> EXERCISE DESCRIPTION
Among the lines of this material, find those holding the word "VecDeque" and report how many there are, with nothing added.

> EXTRACTED ENTRIES
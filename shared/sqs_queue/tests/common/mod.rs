//! Queue test setup utilities

#![allow(dead_code)]

use std::{
    collections::{HashSet, VecDeque},
    sync::{
        atomic::{AtomicUsize, Ordering},
        Mutex,
    },
    time::Duration,
};

use async_trait::async_trait;
use sqs_queue::{
    BatchEntryFailure, BatchEntrySuccess, BatchHandler, BatchOutcome, DeleteEntry, HandlerError,
    InboundMessage, OutboundEntry, QueueError, QueueResult, QueueService, ReceiveRequest,
};
use tokio_util::sync::CancellationToken;

pub const QUEUE_URL: &str = "http://localhost:4566/000000000000/orders";

/// Setup tracing for tests
pub fn setup_tracing() {
    tracing_subscriber::fmt()
        .with_max_level(tracing::Level::DEBUG)
        .with_test_writer()
        .try_init()
        .ok();
}

/// Builds `count` messages with ids `{prefix}-{n}`
pub fn messages(prefix: &str, count: usize) -> Vec<InboundMessage> {
    (0..count)
        .map(|n| InboundMessage {
            message_id: format!("{prefix}-{n}"),
            receipt_handle: format!("receipt-{prefix}-{n}"),
            body: format!(r#"{{"n":{n}}}"#),
            ..Default::default()
        })
        .collect()
}

fn transport_error(operation: &'static str) -> QueueError {
    QueueError::Transport {
        operation,
        status: Some(500),
        message: "InternalError".to_string(),
    }
}

#[derive(Default)]
struct MockState {
    receive_responses: VecDeque<QueueResult<Vec<InboundMessage>>>,
    receive_requests: Vec<ReceiveRequest>,
    deleted: Vec<String>,
    delete_batch_sizes: Vec<usize>,
    sent: Vec<OutboundEntry>,
    rejected: Vec<OutboundEntry>,
    send_batches: usize,
}

/// In-memory [`QueueService`] with scripted receive results
#[derive(Default)]
pub struct MockQueueService {
    queue_url: Option<String>,
    queue_url_error: bool,
    receive_delay: Duration,
    cancel_when_drained: Option<CancellationToken>,
    cancel_on_receive: Option<CancellationToken>,
    delete_failures: HashSet<String>,
    delete_transport_error: bool,
    send_transport_error: bool,
    send_batch_failures: HashSet<usize>,
    state: Mutex<MockState>,
    in_flight: AtomicUsize,
    max_in_flight: AtomicUsize,
}

impl MockQueueService {
    pub fn new() -> Self {
        Self {
            queue_url: Some(QUEUE_URL.to_string()),
            ..Default::default()
        }
    }

    /// Answers `get_queue_url` without a URL
    pub fn without_queue_url() -> Self {
        Self::default()
    }

    /// Fails `get_queue_url` at transport level
    pub fn with_queue_url_error() -> Self {
        Self {
            queue_url_error: true,
            ..Self::new()
        }
    }

    /// Queues the results of the next receive calls, one per call
    pub fn with_receive_batches(self, batches: Vec<Vec<InboundMessage>>) -> Self {
        self.state
            .lock()
            .unwrap()
            .receive_responses
            .extend(batches.into_iter().map(Ok));
        self
    }

    /// Queues a failing receive call
    pub fn with_receive_error(self) -> Self {
        self.state
            .lock()
            .unwrap()
            .receive_responses
            .push_back(Err(transport_error("receive messages")));
        self
    }

    /// Queues a receive call the service refuses (403)
    pub fn with_receive_rejected(self) -> Self {
        self.state
            .lock()
            .unwrap()
            .receive_responses
            .push_back(Err(QueueError::Transport {
                operation: "receive messages",
                status: Some(403),
                message: "AccessDenied".to_string(),
            }));
        self
    }

    /// Makes every receive call take `delay`
    pub fn with_receive_delay(mut self, delay: Duration) -> Self {
        self.receive_delay = delay;
        self
    }

    /// Cancels `token` once a receive call finds no scripted result left
    pub fn cancel_when_drained(mut self, token: CancellationToken) -> Self {
        self.cancel_when_drained = Some(token);
        self
    }

    /// Cancels `token` on the first receive call
    pub fn cancel_on_receive(mut self, token: CancellationToken) -> Self {
        self.cancel_on_receive = Some(token);
        self
    }

    /// Rejects the deletion of these message ids
    pub fn with_delete_failures(mut self, ids: &[&str]) -> Self {
        self.delete_failures = ids.iter().map(ToString::to_string).collect();
        self
    }

    /// Fails every delete call at transport level
    pub fn with_delete_transport_error(mut self) -> Self {
        self.delete_transport_error = true;
        self
    }

    /// Fails every send call at transport level
    pub fn with_send_transport_error(mut self) -> Self {
        self.send_transport_error = true;
        self
    }

    /// Rejects the entries at these positions of a send batch
    pub fn with_send_batch_failures(mut self, positions: &[usize]) -> Self {
        self.send_batch_failures = positions.iter().copied().collect();
        self
    }

    pub fn receive_requests(&self) -> Vec<ReceiveRequest> {
        self.state.lock().unwrap().receive_requests.clone()
    }

    pub fn deleted(&self) -> Vec<String> {
        self.state.lock().unwrap().deleted.clone()
    }

    pub fn delete_batch_sizes(&self) -> Vec<usize> {
        let mut sizes = self.state.lock().unwrap().delete_batch_sizes.clone();
        sizes.sort_unstable();
        sizes
    }

    pub fn sent(&self) -> Vec<OutboundEntry> {
        self.state.lock().unwrap().sent.clone()
    }

    pub fn rejected(&self) -> Vec<OutboundEntry> {
        self.state.lock().unwrap().rejected.clone()
    }

    pub fn send_batches(&self) -> usize {
        self.state.lock().unwrap().send_batches
    }

    pub fn max_in_flight(&self) -> usize {
        self.max_in_flight.load(Ordering::SeqCst)
    }
}

#[async_trait]
impl QueueService for MockQueueService {
    async fn get_queue_url(&self, _queue_name: &str) -> QueueResult<Option<String>> {
        if self.queue_url_error {
            return Err(transport_error("get queue URL"));
        }
        Ok(self.queue_url.clone())
    }

    async fn receive_messages(
        &self,
        _queue_url: &str,
        request: ReceiveRequest,
    ) -> QueueResult<Vec<InboundMessage>> {
        let now = self.in_flight.fetch_add(1, Ordering::SeqCst) + 1;
        self.max_in_flight.fetch_max(now, Ordering::SeqCst);
        if !self.receive_delay.is_zero() {
            tokio::time::sleep(self.receive_delay).await;
        }
        self.in_flight.fetch_sub(1, Ordering::SeqCst);

        if let Some(token) = &self.cancel_on_receive {
            token.cancel();
        }

        let mut state = self.state.lock().unwrap();
        state.receive_requests.push(request);

        match state.receive_responses.pop_front() {
            Some(response) => response,
            None => {
                if let Some(token) = &self.cancel_when_drained {
                    token.cancel();
                }
                Ok(Vec::new())
            }
        }
    }

    async fn delete_message_batch(
        &self,
        _queue_url: &str,
        entries: Vec<DeleteEntry>,
    ) -> QueueResult<BatchOutcome> {
        let mut state = self.state.lock().unwrap();
        state.delete_batch_sizes.push(entries.len());
        state
            .deleted
            .extend(entries.iter().map(|entry| entry.id.clone()));

        if self.delete_transport_error {
            return Err(transport_error("delete message batch"));
        }

        let (failed, successful): (Vec<_>, Vec<_>) = entries
            .into_iter()
            .partition(|entry| self.delete_failures.contains(&entry.id));

        Ok(BatchOutcome {
            successful: successful
                .into_iter()
                .map(|entry| BatchEntrySuccess {
                    id: entry.id,
                    message_id: None,
                })
                .collect(),
            failed: failed
                .into_iter()
                .map(|entry| BatchEntryFailure {
                    id: entry.id,
                    code: "ReceiptHandleIsInvalid".to_string(),
                    message: "The receipt handle has expired".to_string(),
                    sender_fault: true,
                })
                .collect(),
        })
    }

    async fn send_message(&self, _queue_url: &str, entry: OutboundEntry) -> QueueResult<String> {
        if self.send_transport_error {
            return Err(transport_error("send message"));
        }

        let mut state = self.state.lock().unwrap();
        state.sent.push(entry);
        Ok(format!("message-{}", state.sent.len()))
    }

    async fn send_message_batch(
        &self,
        _queue_url: &str,
        entries: Vec<OutboundEntry>,
    ) -> QueueResult<BatchOutcome> {
        if self.send_transport_error {
            return Err(transport_error("send message batch"));
        }

        let mut state = self.state.lock().unwrap();
        state.send_batches += 1;

        let mut outcome = BatchOutcome::default();
        for (position, entry) in entries.into_iter().enumerate() {
            if self.send_batch_failures.contains(&position) {
                state.rejected.push(entry.clone());
                outcome.failed.push(BatchEntryFailure {
                    id: entry.id,
                    code: "InvalidParameterValue".to_string(),
                    message: "Message body is invalid".to_string(),
                    sender_fault: true,
                });
            } else {
                state.sent.push(entry.clone());
                outcome.successful.push(BatchEntrySuccess {
                    id: entry.id,
                    message_id: Some(format!("message-{}", state.sent.len())),
                });
            }
        }

        Ok(outcome)
    }
}

/// Batch handler that records what it receives
#[derive(Default)]
pub struct RecordingBatchHandler {
    received: Mutex<Vec<InboundMessage>>,
    invocations: AtomicUsize,
    fail: bool,
    panic: bool,
}

impl RecordingBatchHandler {
    pub fn failing() -> Self {
        Self {
            fail: true,
            ..Default::default()
        }
    }

    pub fn panicking() -> Self {
        Self {
            panic: true,
            ..Default::default()
        }
    }

    pub fn received_ids(&self) -> Vec<String> {
        let mut ids: Vec<String> = self
            .received
            .lock()
            .unwrap()
            .iter()
            .map(|m| m.message_id.clone())
            .collect();
        ids.sort();
        ids
    }

    pub fn invocations(&self) -> usize {
        self.invocations.load(Ordering::SeqCst)
    }
}

#[async_trait]
impl BatchHandler for RecordingBatchHandler {
    async fn handle(&self, messages: &[InboundMessage]) -> Result<(), HandlerError> {
        self.invocations.fetch_add(1, Ordering::SeqCst);
        self.received
            .lock()
            .unwrap()
            .extend(messages.iter().cloned());

        assert!(!self.panic, "handler blew up");
        if self.fail {
            return Err("foo bar baz".into());
        }
        Ok(())
    }
}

> EXERCISE ANSWER
2